Aim of the exercise: The answer must be every line of the data that holds the word "format".

*** Opening Data excerpts ***

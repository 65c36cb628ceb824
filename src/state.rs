use crate::client::ApiClient;

#[derive(Clone)]
pub struct AppState {
    pub api: ApiClient,
}

impl AppState {
    pub fn new(api: ApiClient) -> Self {
        Self { api }
    }
}
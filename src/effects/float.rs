//! Continuous floating oscillation for cards and badges.

pub const STYLE_ID: &str = "float-keyframes";

#[derive(Debug, Clone, Copy, PartialEq)]
pub struct FloatOptions {
    pub duration_ms: u32,
    pub amplitude_px: f32,
}

impl Default for FloatOptions {
    fn default() -> Self {
        Self {
            duration_ms: 3000,
            amplitude_px: 10.0,
        }
    }
}

/// Value for the host's `animation` property; clearing it is the detach.
pub fn animation(options: FloatOptions) -> String {
    format!("float-effect {}ms ease-in-out infinite", options.duration_ms)
}

pub fn keyframes(options: FloatOptions) -> String {
    format!(
        "@keyframes float-effect {{ 0%, 100% {{ transform: translateY(0); }} \
         50% {{ transform: translateY(-{amplitude}px); }} }}",
        amplitude = options.amplitude_px
    )
}
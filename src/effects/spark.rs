//! Fire-spark emitter: spawns short-lived particles from the bottom edge of a
//! host box while the pointer is inside, and lets them burn out under gravity
//! once it leaves. The emitter itself is a pure state machine advanced one
//! frame at a time; the page layer samples a seeded run into CSS tracks.

use rand::rngs::StdRng;
use rand::{Rng, SeedableRng};
use std::fmt::Write as _;

pub const SPARK_COLORS: [&str; 4] = ["#FF5A00", "#FF8C00", "#FFD200", "#FFAA00"];

const SPARKS_PER_TICK: usize = 3;
const GRAVITY: f32 = 0.05;
/// Sparks rise from just above the bottom edge.
const EMIT_MARGIN: f32 = 5.0;
const FRAMES_PER_SECOND: f32 = 60.0;

#[derive(Debug, Clone)]
pub struct Particle {
    pub x: f32,
    pub y: f32,
    vx: f32,
    vy: f32,
    /// 1.0 at spawn, fading linearly to 0 over `max_life` frames.
    pub life: f32,
    max_life: f32,
    pub size: f32,
    pub color: &'static str,
}

impl Particle {
    fn spawn<R: Rng>(rng: &mut R, x: f32, y: f32) -> Self {
        Self {
            x,
            y,
            vx: (rng.random::<f32>() - 0.5) * 4.0,
            vy: -rng.random::<f32>() * 3.0 - 1.0,
            life: 1.0,
            max_life: 30.0 + rng.random::<f32>() * 20.0,
            size: rng.random::<f32>() * 3.0 + 1.0,
            color: SPARK_COLORS[rng.random_range(0..SPARK_COLORS.len())],
        }
    }

    fn advance(&mut self) {
        self.x += self.vx;
        self.y += self.vy;
        self.vy += GRAVITY;
        self.life = (self.life - 1.0 / self.max_life).max(0.0);
    }

    pub fn radius(&self) -> f32 {
        self.size * self.life
    }

    pub fn alpha(&self) -> f32 {
        self.life * 0.8
    }

    fn lifetime_frames(&self) -> usize {
        self.max_life.ceil() as usize
    }
}

pub struct SparkEmitter<R: Rng> {
    width: f32,
    height: f32,
    particles: Vec<Particle>,
    active: bool,
    rng: R,
}

impl<R: Rng> SparkEmitter<R> {
    pub fn new(width: f32, height: f32, rng: R) -> Self {
        Self {
            width,
            height,
            particles: Vec::new(),
            active: false,
            rng,
        }
    }

    /// Pointer entered the host: start spawning on subsequent frames.
    pub fn pointer_enter(&mut self) {
        self.active = true;
    }

    /// Pointer left: stop spawning, existing sparks finish on their own.
    pub fn pointer_leave(&mut self) {
        self.active = false;
    }

    /// Advance one frame: move and fade live particles, drop the dead ones,
    /// then emit fresh sparks from the bottom edge while active.
    pub fn step(&mut self) -> &[Particle] {
        for particle in &mut self.particles {
            particle.advance();
        }
        self.particles.retain(|particle| particle.life > 0.0);

        if self.active {
            for _ in 0..SPARKS_PER_TICK {
                let x = self.rng.random::<f32>() * self.width;
                let particle = Particle::spawn(&mut self.rng, x, self.height - EMIT_MARGIN);
                self.particles.push(particle);
            }
        }

        &self.particles
    }

    pub fn particles(&self) -> &[Particle] {
        &self.particles
    }

    /// The frame loop stops rescheduling once drained and inactive. Dropping
    /// the emitter is the detach: no further frames run.
    pub fn is_idle(&self) -> bool {
        self.particles.is_empty() && !self.active
    }
}

/// Markup plus keyframes for a precomputed spark burst, shown on hover over a
/// `.spark-host` element.
#[derive(Debug)]
pub struct SparkOverlay {
    pub markup: String,
    pub css: String,
}

pub const OVERLAY_STYLE_ID: &str = "spark-overlay";

/// Container/hover rules; registered once per document.
pub const OVERLAY_CSS: &str = "\
.spark-host { position: relative; }\n\
.spark-overlay { position: absolute; inset: 0; overflow: hidden; pointer-events: none; opacity: 0; transition: opacity 200ms ease; }\n\
.spark-host:hover .spark-overlay { opacity: 1; }\n\
.spark-overlay span { position: absolute; bottom: 0; border-radius: 50%; }";

/// Run a seeded emitter for one spawn tick, then follow each spark of the
/// burst to extinction and turn its track into a looping keyframes rule. The
/// result is a fixed overlay the server can render once per page.
pub fn hover_overlay(name: &str, width: f32, height: f32, seed: u64) -> SparkOverlay {
    let mut emitter = SparkEmitter::new(width, height, StdRng::seed_from_u64(seed));
    emitter.pointer_enter();
    emitter.step();
    emitter.pointer_leave();

    let mut markup = String::from(r#"<span class="spark-overlay" aria-hidden="true">"#);
    let mut css = String::new();

    for (index, spark) in emitter.particles().to_vec().into_iter().enumerate() {
        let track = format!("{name}-p{index}");
        let frames = spark.lifetime_frames();
        let duration = frames as f32 / FRAMES_PER_SECOND;

        let _ = write!(
            markup,
            r#"<span style="left: {x:.1}px; width: {d:.1}px; height: {d:.1}px; background: {color}; animation: {track} {duration:.2}s linear infinite;"></span>"#,
            x = spark.x,
            d = spark.size * 2.0,
            color = spark.color,
        );

        css.push_str(&keyframes_for(&track, spark, frames));
        css.push('\n');
    }

    markup.push_str("</span>");
    SparkOverlay { markup, css }
}

/// Sample the particle's flight at five offsets and emit one keyframes rule.
/// The scale factor tracks the shrinking draw radius.
fn keyframes_for(track: &str, mut spark: Particle, frames: usize) -> String {
    let (x0, y0) = (spark.x, spark.y);
    let size = spark.size;
    let mut samples = Vec::with_capacity(5);
    samples.push((0u32, 0.0f32, 0.0f32, spark.radius() / size, spark.alpha()));

    for frame in 1..=frames {
        spark.advance();
        let quarter = frames.max(4) / 4;
        if frame % quarter == 0 || frame == frames {
            let percent = (frame as f32 / frames as f32 * 100.0).min(100.0) as u32;
            samples.push((
                percent,
                spark.x - x0,
                spark.y - y0,
                spark.radius() / size,
                spark.alpha(),
            ));
        }
    }

    let mut rule = format!("@keyframes {track} {{");
    let mut last_percent = u32::MAX;
    for (percent, dx, dy, scale, alpha) in samples {
        if percent == last_percent {
            continue;
        }
        last_percent = percent;
        let _ = write!(
            rule,
            " {percent}% {{ transform: translate({dx:.1}px, {dy:.1}px) scale({scale:.2}); opacity: {alpha:.2}; }}"
        );
    }
    rule.push_str(" }");
    rule
}
use league_web::{router, ApiClient, AppState, DEFAULT_API_BASE};
use reqwest::Url;
use std::{env, net::SocketAddr};
use tracing::info;
use tracing_subscriber::{fmt, EnvFilter};

#[tokio::main]
async fn main() -> Result<(), Box<dyn std::error::Error>> {
    fmt()
        .with_env_filter(EnvFilter::from_default_env().add_directive("info".parse()?))
        .init();

    let base = env::var("LEAGUE_API_BASE").unwrap_or_else(|_| DEFAULT_API_BASE.to_string());
    let base = Url::parse(&base)?;
    let api = ApiClient::new(base)?;
    info!("league API base: {}", api.base());

    let app = router(AppState::new(api));

    let port = env::var("PORT")
        .ok()
        .and_then(|value| value.parse::<u16>().ok())
        .unwrap_or(8080);
    let addr = SocketAddr::from(([0, 0, 0, 0], port));

    info!("listening on http://{addr}");
    let listener = tokio::net::TcpListener::bind(addr).await?;
    axum::serve(listener, app).await?;

    Ok(())
}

*** Closing Data excerpts ***

Response:
    format!("float-effect {}ms ease-in-out infinite", options.duration_ms)
    format!(
        let track = format!("{name}-p{index}");
    let mut rule = format!("@keyframes {track} {{");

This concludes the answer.